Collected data

+ + + + +

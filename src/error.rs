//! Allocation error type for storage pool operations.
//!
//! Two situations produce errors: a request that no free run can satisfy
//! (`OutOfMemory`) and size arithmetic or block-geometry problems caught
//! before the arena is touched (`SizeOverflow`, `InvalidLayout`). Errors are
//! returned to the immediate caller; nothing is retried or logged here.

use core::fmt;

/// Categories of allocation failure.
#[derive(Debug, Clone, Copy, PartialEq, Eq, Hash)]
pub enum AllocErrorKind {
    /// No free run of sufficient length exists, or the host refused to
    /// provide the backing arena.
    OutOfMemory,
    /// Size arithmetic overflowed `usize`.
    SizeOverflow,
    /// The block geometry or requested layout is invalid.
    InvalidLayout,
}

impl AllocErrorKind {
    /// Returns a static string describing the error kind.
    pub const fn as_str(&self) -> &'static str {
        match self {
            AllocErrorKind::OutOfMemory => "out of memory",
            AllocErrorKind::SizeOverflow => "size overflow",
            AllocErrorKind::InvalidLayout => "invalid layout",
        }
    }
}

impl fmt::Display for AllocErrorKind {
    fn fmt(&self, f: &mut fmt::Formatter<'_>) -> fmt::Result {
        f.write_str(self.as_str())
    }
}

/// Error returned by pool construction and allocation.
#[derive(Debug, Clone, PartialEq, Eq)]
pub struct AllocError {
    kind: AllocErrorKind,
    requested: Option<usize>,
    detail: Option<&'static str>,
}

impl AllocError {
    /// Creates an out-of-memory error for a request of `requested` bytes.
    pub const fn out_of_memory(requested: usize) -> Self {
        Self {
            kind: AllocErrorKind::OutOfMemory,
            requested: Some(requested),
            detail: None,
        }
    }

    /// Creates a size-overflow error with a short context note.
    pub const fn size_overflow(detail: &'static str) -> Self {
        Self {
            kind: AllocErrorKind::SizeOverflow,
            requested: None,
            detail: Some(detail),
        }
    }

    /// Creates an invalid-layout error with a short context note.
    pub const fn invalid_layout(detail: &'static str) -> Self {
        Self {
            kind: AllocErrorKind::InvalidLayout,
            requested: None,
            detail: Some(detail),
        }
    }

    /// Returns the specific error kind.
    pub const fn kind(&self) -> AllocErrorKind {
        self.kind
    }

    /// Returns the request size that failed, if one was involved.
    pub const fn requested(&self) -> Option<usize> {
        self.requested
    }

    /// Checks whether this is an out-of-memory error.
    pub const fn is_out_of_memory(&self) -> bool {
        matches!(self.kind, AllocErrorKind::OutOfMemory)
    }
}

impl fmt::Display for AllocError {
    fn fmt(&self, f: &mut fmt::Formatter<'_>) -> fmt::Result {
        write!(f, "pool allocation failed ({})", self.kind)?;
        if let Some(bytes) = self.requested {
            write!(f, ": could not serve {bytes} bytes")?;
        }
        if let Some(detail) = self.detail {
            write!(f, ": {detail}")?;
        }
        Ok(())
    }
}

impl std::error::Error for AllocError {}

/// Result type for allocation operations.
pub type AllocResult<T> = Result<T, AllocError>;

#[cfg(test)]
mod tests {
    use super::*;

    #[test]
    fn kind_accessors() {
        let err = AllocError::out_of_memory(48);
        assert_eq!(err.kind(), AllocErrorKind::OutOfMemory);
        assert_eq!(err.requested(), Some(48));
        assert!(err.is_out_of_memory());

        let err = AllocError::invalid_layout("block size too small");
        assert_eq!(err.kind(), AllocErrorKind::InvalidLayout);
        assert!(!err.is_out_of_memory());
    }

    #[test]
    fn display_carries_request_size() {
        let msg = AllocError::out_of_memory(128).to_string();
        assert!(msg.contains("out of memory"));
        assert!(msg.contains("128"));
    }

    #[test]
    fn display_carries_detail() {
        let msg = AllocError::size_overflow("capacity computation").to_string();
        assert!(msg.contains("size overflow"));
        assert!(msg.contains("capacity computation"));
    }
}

+ + + + +

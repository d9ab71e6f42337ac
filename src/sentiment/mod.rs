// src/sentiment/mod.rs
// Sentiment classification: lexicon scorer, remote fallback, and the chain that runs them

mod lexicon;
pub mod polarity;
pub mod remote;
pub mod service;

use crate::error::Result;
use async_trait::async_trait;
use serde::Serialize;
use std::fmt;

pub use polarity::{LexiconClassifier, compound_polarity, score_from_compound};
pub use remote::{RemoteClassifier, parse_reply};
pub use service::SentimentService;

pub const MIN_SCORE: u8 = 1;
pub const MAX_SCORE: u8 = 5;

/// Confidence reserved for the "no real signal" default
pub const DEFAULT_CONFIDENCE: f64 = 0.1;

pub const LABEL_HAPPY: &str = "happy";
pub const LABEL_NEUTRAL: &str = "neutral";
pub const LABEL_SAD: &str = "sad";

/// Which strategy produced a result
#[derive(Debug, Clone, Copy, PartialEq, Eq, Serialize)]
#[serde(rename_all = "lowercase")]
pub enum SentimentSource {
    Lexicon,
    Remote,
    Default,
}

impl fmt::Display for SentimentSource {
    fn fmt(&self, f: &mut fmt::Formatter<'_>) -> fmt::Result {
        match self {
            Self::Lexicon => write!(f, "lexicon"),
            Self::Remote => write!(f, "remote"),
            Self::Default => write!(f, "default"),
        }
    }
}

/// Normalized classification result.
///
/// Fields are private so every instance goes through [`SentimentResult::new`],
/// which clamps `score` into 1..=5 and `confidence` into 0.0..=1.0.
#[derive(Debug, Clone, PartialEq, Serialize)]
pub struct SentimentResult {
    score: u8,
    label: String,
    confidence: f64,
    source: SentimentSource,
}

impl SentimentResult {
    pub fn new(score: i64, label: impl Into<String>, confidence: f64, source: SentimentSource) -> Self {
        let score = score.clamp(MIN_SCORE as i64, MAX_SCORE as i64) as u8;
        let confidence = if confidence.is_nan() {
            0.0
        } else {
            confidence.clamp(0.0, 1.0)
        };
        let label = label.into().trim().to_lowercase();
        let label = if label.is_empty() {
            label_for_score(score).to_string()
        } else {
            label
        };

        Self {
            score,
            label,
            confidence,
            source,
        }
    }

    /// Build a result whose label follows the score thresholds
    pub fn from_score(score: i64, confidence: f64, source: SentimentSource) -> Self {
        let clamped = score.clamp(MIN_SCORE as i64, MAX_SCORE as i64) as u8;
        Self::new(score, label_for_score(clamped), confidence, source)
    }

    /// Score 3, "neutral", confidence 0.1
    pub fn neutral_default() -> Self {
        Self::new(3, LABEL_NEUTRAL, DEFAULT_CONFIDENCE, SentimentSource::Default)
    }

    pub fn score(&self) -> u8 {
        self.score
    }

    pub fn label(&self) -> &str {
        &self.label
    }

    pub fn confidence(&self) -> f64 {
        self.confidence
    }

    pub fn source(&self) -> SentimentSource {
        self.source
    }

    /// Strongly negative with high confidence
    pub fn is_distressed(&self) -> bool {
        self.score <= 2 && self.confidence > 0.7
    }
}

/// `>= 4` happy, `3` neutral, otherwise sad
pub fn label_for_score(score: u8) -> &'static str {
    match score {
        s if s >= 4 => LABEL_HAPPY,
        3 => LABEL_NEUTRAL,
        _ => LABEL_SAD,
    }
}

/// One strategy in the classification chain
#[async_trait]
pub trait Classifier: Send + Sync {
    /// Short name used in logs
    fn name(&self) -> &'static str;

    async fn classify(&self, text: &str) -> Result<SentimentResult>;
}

+ + + + +

__What the exercise asks__. Look above for the line holding "let err = AllocError::out_of_memory(48);" and the line holding "let msg = AllocError::out_of_memory(128).to_string();", then output exactly those two lines and every line between them, nothing more.

__Response to this exercise__.
        let err = AllocError::out_of_memory(48);
        assert_eq!(err.kind(), AllocErrorKind::OutOfMemory);
        assert_eq!(err.requested(), Some(48));
        assert!(err.is_out_of_memory());

        let err = AllocError::invalid_layout("block size too small");
        assert_eq!(err.kind(), AllocErrorKind::InvalidLayout);
        assert!(!err.is_out_of_memory());
    }

    #[test]
    fn display_carries_request_size() {
        let msg = AllocError::out_of_memory(128).to_string();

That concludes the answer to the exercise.